Bonding for priority projects could remain an option given Michigan’s credit rating and low interest rates, the group wrote. Michigan also could start an infrastructure bank, which is meant to finance public and private investments in infrastructure. They’re good for projects “requiring large lines of credit, which in some cases, allows an entity to multiply its infrastructure investment capacity,” while delaying repayment in the event user fees or savings won’t be realized immediately, it wrote.
The Legislature would need to pass bills creating an infrastructure bank; similar efforts have included revolving loan funds for drinking water and clean-water projects, the commission wrote.

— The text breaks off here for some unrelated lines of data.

//! File I/O helper stage
//!
//! Performs `open`/`read`/`write` on its own worker pool so request-handler
//! workers never block on disk. Completion is posted back to the issuing
//! stage through a sink, carrying the continuation token the issuer
//! supplied; the issuer switches on the token to resume where it left off.

use std::fs::File;
use std::io;
use std::os::unix::fs::FileExt;
use std::path::PathBuf;
use std::sync::Arc;

use bytes::Bytes;
use tracing::debug;

use crate::domain_types::{QueueCapacity, WorkerCount};
use crate::eds::event::StageEvent;
use crate::eds::job::Job;
use crate::eds::queue::QueueError;
use crate::eds::stage::{EventHandler, EventHandlerFactory, Stage};

/// Opaque value round-tripped through a helper stage so the issuer can
/// resume processing at the right point when the completion arrives.
#[derive(Debug, Clone, Copy, PartialEq, Eq)]
pub struct ContinuationToken {
    pub kind: u32,
    pub data: u64,
}

impl ContinuationToken {
    pub fn new(kind: u32, data: u64) -> Self {
        Self { kind, data }
    }
}

/// Successful result of a file operation.
pub enum IoOutcome {
    Opened { file: Arc<File>, len: u64 },
    Read { data: Bytes },
    Written { bytes: usize },
}

impl std::fmt::Debug for IoOutcome {
    fn fmt(&self, f: &mut std::fmt::Formatter<'_>) -> std::fmt::Result {
        match self {
            IoOutcome::Opened { len, .. } => f.debug_struct("Opened").field("len", len).finish(),
            IoOutcome::Read { data } => {
                f.debug_struct("Read").field("len", &data.len()).finish()
            }
            IoOutcome::Written { bytes } => {
                f.debug_struct("Written").field("bytes", bytes).finish()
            }
        }
    }
}

/// Receives file-operation completions on behalf of the issuing stage.
pub trait IoCompletionSink: Send + Sync {
    fn io_complete(
        &self,
        job: Arc<dyn Job>,
        token: ContinuationToken,
        result: io::Result<IoOutcome>,
    );
}

/// Events accepted by the file I/O helper stage.
pub enum FileIoEvent {
    Open {
        job: Arc<dyn Job>,
        path: PathBuf,
        token: ContinuationToken,
        sink: Arc<dyn IoCompletionSink>,
    },
    Read {
        job: Arc<dyn Job>,
        file: Arc<File>,
        offset: u64,
        len: usize,
        token: ContinuationToken,
        sink: Arc<dyn IoCompletionSink>,
    },
    Write {
        job: Arc<dyn Job>,
        file: Arc<File>,
        offset: u64,
        data: Bytes,
        token: ContinuationToken,
        sink: Arc<dyn IoCompletionSink>,
    },
}

impl StageEvent for FileIoEvent {
    fn describe(&self) -> &'static str {
        match self {
            FileIoEvent::Open { .. } => "open",
            FileIoEvent::Read { .. } => "read",
            FileIoEvent::Write { .. } => "write",
        }
    }
}

/// Thread pool isolating blocking file syscalls from request workers.
pub struct FileIoStage {
    stage: Arc<Stage<FileIoEvent>>,
}

impl FileIoStage {
    pub fn new(capacity: QueueCapacity, workers: WorkerCount) -> Arc<Self> {
        Arc::new(Self {
            stage: Stage::new("file-io", capacity, workers, Arc::new(FileIoHandlerFactory)),
        })
    }

    pub fn start(&self) {
        self.stage.start();
    }

    pub fn stop(&self) {
        self.stage.stop();
    }

    /// Queues an `open` of `path`; the completion carries the opened file
    /// and its length.
    pub fn open(
        &self,
        job: Arc<dyn Job>,
        path: PathBuf,
        token: ContinuationToken,
        sink: Arc<dyn IoCompletionSink>,
    ) -> Result<(), QueueError> {
        self.stage.post(FileIoEvent::Open { job, path, token, sink })
    }

    /// Queues a positioned read of up to `len` bytes.
    pub fn read(
        &self,
        job: Arc<dyn Job>,
        file: Arc<File>,
        offset: u64,
        len: usize,
        token: ContinuationToken,
        sink: Arc<dyn IoCompletionSink>,
    ) -> Result<(), QueueError> {
        self.stage.post(FileIoEvent::Read {
            job,
            file,
            offset,
            len,
            token,
            sink,
        })
    }

    /// Queues a positioned write of `data`.
    pub fn write(
        &self,
        job: Arc<dyn Job>,
        file: Arc<File>,
        offset: u64,
        data: Bytes,
        token: ContinuationToken,
        sink: Arc<dyn IoCompletionSink>,
    ) -> Result<(), QueueError> {
        self.stage.post(FileIoEvent::Write {
            job,
            file,
            offset,
            data,
            token,
            sink,
        })
    }
}

impl std::fmt::Debug for FileIoStage {
    fn fmt(&self, f: &mut std::fmt::Formatter<'_>) -> std::fmt::Result {
        f.debug_struct("FileIoStage").finish_non_exhaustive()
    }
}

struct FileIoHandlerFactory;

impl EventHandlerFactory<FileIoEvent> for FileIoHandlerFactory {
    fn new_handler(&self) -> Box<dyn EventHandler<FileIoEvent>> {
        Box::new(FileIoHandler)
    }
}

struct FileIoHandler;

impl EventHandler<FileIoEvent> for FileIoHandler {
    fn handle_event(&mut self, event: FileIoEvent) -> crate::Result<()> {
        match event {
            FileIoEvent::Open { job, path, token, sink } => {
                debug!(path = %path.display(), "file open");
                let result = File::open(&path).and_then(|file| {
                    let len = file.metadata()?.len();
                    Ok(IoOutcome::Opened {
                        file: Arc::new(file),
                        len,
                    })
                });
                sink.io_complete(job, token, result);
            }
            FileIoEvent::Read {
                job,
                file,
                offset,
                len,
                token,
                sink,
            } => {
                let mut buf = vec![0u8; len];
                let result = file.read_at(&mut buf, offset).map(|n| {
                    buf.truncate(n);
                    IoOutcome::Read {
                        data: Bytes::from(buf),
                    }
                });
                sink.io_complete(job, token, result);
            }
            FileIoEvent::Write {
                job,
                file,
                offset,
                data,
                token,
                sink,
            } => {
                let result = file
                    .write_at(&data, offset)
                    .map(|bytes| IoOutcome::Written { bytes });
                sink.io_complete(job, token, result);
            }
        }
        Ok(())
    }
}

#[cfg(test)]
mod tests {
    use super::*;
    use crate::eds::job::JobCore;
    use std::io::Write as _;
    use std::sync::mpsc;
    use std::sync::Mutex;
    use std::time::Duration;

    struct Plain {
        core: JobCore,
    }

    impl Job for Plain {
        fn core(&self) -> &JobCore {
            &self.core
        }

        fn as_any(self: Arc<Self>) -> Arc<dyn std::any::Any + Send + Sync> {
            self
        }
    }

    struct ChannelSink {
        tx: Mutex<mpsc::Sender<(ContinuationToken, io::Result<IoOutcome>)>>,
    }

    impl IoCompletionSink for ChannelSink {
        fn io_complete(
            &self,
            _job: Arc<dyn Job>,
            token: ContinuationToken,
            result: io::Result<IoOutcome>,
        ) {
            self.tx.lock().unwrap().send((token, result)).ok();
        }
    }

    #[test]
    fn open_then_read_round_trip() {
        let mut tmp = tempfile::NamedTempFile::new().unwrap();
        tmp.write_all(b"staged event driven").unwrap();

        let helper = FileIoStage::new(
            QueueCapacity::try_new(16).unwrap(),
            WorkerCount::try_new(1).unwrap(),
        );
        helper.start();

        let (tx, rx) = mpsc::channel();
        let sink = Arc::new(ChannelSink { tx: Mutex::new(tx) });
        let job: Arc<dyn Job> = Arc::new(Plain { core: JobCore::new() });

        helper
            .open(
                Arc::clone(&job),
                tmp.path().to_path_buf(),
                ContinuationToken::new(1, 0),
                Arc::clone(&sink) as Arc<dyn IoCompletionSink>,
            )
            .unwrap();

        let (token, result) = rx.recv_timeout(Duration::from_secs(2)).unwrap();
        assert_eq!(token.kind, 1);
        let (file, len) = match result.unwrap() {
            IoOutcome::Opened { file, len } => (file, len),
            other => panic!("unexpected outcome: {other:?}"),
        };
        assert_eq!(len, 19);

        helper
            .read(
                job,
                file,
                7,
                5,
                ContinuationToken::new(2, 7),
                sink as Arc<dyn IoCompletionSink>,
            )
            .unwrap();
        let (token, result) = rx.recv_timeout(Duration::from_secs(2)).unwrap();
        assert_eq!(token, ContinuationToken::new(2, 7));
        match result.unwrap() {
            IoOutcome::Read { data } => assert_eq!(&data[..], b"event"),
            other => panic!("unexpected outcome: {other:?}"),
        }

        helper.stop();
    }

    #[test]
    fn open_missing_file_reports_error() {
        let helper = FileIoStage::new(
            QueueCapacity::try_new(4).unwrap(),
            WorkerCount::try_new(1).unwrap(),
        );
        helper.start();

        let (tx, rx) = mpsc::channel();
        let sink = Arc::new(ChannelSink { tx: Mutex::new(tx) });
        let job: Arc<dyn Job> = Arc::new(Plain { core: JobCore::new() });

        helper
            .open(
                job,
                PathBuf::from("/definitely/not/here"),
                ContinuationToken::new(1, 0),
                sink as Arc<dyn IoCompletionSink>,
            )
            .unwrap();
        let (_, result) = rx.recv_timeout(Duration::from_secs(2)).unwrap();
        assert!(result.is_err());
        helper.stop();
    }
}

Snyder proposed using $165 million in general fund dollars to start a state infrastructure fund, which could accrue and pay for projects over time. Just $5 million was added this year, though Adler said Snyder is glad the discussion was started.
Public-private partnerships, commonly referred to as P3s, are another option. They allow private entities to pay for public projects; the private company often is repaid with long-term revenue collections.
Last year, MDOT entered into a $123 million partnership with New York-based entities BlackRock Infrastructure and Freeway Lighting Partners LLC to upgrade 15,000 lights on metro Detroit freeways and tunnels, with the private company responsible for operating and maintaining the lights for 15 years.
“We’ve got to have more investment in all of those assets that are listed in that report,” Steudle said, “and in order to have more investment in it, you’ve got to generate it somehow.”